Options Outlook For The Week Of February 24: Apple Still A No-Touch
Noteworthy points for this week:
Markets recovered but don't expect strong comment from the bulls.
- The Google (NASDAQ: GOOG) play last week was to sell iron condors and buy in the money spreads for premium arbitrage. Was a nice win for traders that took advantage.
- Apple (NASDAQ: AAPL) was a no touch and is still hated by the markets. And, it has not been able to reverse selling in one session. Sellers may lose confidence as the issue approaches the $505.00 level. That's where the company (and the likes of Icahn) defended its own stock on the last dip. So soon some credit put spreads should work for those paying close attention.
- Priceline (NASDAQ: PCLN): The best earnings plays are after the earnings and not into them. Trying to guess which way the markets will react to earnings is a coin flip at best, regardless of company quarter performance. The spread went to max gain without a sweat.
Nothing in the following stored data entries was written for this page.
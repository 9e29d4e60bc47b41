mod errors;
mod main;
mod types;

pub use errors::OAuth2Error;
pub use main::{
    AuthorizationClient, GoogleAuthorizationClient, GoogleIdentityResolver, IdentityResolver,
    LoginState, StateTokenIssuer,
};
pub use types::{AuthResponse, ExternalIdentity};
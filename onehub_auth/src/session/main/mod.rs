mod cookie;
mod token;

pub(crate) use cookie::set_session_cookie;
pub use token::SessionTokenIssuer;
- Amazon (NASDAQ: AMZN) showed some promise at the open only, but it couldn't hold and had another weak day. Keep an eye on a credit put spread.
- LinkedIn (NYSE: LNKD): Ideal entry target was around$180.00. If it shows stability here, traders might want to take credit put spreads in the issue.
- Other tickers in this week's outlook: Mastercard (NYSE: MA), Equinix (NASDAQ: EQIX), Ralph Lauren (NYSE: RL), VMware (NYSE: VMW), Panera (NASDAQ: PNRA), Chipotle Mexican Grill (NYSE: CMG), BlackRock (NYSE: BLK), Goldman Sachs (NYSE: GS), Intuitive Surgical (NASDAQ: ISRG), CF Industries (NYSE: CF).
Check out the video below for a recap of this week's outlook:
© 2016 Benzinga.com. Benzinga does not provide investment advice. All rights reserved.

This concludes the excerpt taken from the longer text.